--- START ---
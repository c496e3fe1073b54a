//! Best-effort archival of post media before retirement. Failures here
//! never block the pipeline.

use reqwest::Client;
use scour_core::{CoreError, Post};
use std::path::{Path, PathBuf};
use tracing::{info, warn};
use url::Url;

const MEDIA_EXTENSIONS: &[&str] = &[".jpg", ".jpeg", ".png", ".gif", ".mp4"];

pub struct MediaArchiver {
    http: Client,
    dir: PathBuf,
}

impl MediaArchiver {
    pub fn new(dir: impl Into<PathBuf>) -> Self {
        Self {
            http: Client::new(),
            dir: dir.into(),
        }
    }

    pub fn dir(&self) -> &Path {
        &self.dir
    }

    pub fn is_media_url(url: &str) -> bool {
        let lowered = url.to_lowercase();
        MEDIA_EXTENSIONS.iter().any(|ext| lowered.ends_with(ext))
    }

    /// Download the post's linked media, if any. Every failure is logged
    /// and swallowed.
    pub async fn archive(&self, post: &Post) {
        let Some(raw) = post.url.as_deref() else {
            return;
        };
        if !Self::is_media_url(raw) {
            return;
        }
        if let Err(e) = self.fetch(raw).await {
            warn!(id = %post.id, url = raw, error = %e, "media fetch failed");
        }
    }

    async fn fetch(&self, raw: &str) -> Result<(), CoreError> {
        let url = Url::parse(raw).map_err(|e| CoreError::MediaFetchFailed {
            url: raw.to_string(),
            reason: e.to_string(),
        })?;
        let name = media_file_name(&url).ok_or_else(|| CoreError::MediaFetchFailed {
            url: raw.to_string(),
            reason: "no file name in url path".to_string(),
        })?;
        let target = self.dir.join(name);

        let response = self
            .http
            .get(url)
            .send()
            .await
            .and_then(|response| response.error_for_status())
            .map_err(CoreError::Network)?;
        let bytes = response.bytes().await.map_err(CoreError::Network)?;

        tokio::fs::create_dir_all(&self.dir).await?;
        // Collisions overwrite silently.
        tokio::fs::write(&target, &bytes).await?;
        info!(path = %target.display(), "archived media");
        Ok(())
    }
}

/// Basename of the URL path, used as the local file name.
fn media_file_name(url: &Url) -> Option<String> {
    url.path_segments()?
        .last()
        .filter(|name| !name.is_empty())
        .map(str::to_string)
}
--- END ---
--- START ---
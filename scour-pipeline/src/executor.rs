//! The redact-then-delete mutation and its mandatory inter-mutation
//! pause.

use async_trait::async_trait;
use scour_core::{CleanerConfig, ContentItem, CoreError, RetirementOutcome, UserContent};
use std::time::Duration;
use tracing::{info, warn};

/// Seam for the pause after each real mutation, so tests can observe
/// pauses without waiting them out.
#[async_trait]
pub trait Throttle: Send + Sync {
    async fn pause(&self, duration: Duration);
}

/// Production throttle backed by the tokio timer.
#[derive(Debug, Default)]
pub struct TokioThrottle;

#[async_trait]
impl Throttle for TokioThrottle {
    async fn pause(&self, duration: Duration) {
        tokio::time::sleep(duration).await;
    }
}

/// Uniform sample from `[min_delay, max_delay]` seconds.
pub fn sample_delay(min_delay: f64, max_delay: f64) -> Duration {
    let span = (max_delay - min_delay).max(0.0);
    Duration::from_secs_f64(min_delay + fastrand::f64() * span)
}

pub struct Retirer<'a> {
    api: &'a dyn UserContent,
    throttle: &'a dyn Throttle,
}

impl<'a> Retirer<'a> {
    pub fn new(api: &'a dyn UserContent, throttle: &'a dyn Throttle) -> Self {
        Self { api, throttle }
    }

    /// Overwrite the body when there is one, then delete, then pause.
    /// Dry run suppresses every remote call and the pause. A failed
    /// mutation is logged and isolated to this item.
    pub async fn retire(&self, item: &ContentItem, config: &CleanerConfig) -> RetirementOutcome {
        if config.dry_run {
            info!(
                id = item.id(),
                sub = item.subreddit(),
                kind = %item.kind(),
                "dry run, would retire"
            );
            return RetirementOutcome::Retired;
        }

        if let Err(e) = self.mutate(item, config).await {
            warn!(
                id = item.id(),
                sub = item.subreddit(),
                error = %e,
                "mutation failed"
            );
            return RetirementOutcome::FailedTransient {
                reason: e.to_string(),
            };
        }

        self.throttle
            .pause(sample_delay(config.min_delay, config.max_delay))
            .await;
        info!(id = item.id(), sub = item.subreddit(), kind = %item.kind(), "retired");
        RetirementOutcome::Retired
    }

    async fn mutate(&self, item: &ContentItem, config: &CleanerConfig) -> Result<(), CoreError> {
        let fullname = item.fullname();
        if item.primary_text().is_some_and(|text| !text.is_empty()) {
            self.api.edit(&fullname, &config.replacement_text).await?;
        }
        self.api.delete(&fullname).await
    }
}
--- END ---
--- Work task ---
Where a line of the listing holds "Result", show that line.

--- Expected answer ---
    async fn fetch(&self, raw: &str) -> Result<(), CoreError> {
    async fn mutate(&self, item: &ContentItem, config: &CleanerConfig) -> Result<(), CoreError> {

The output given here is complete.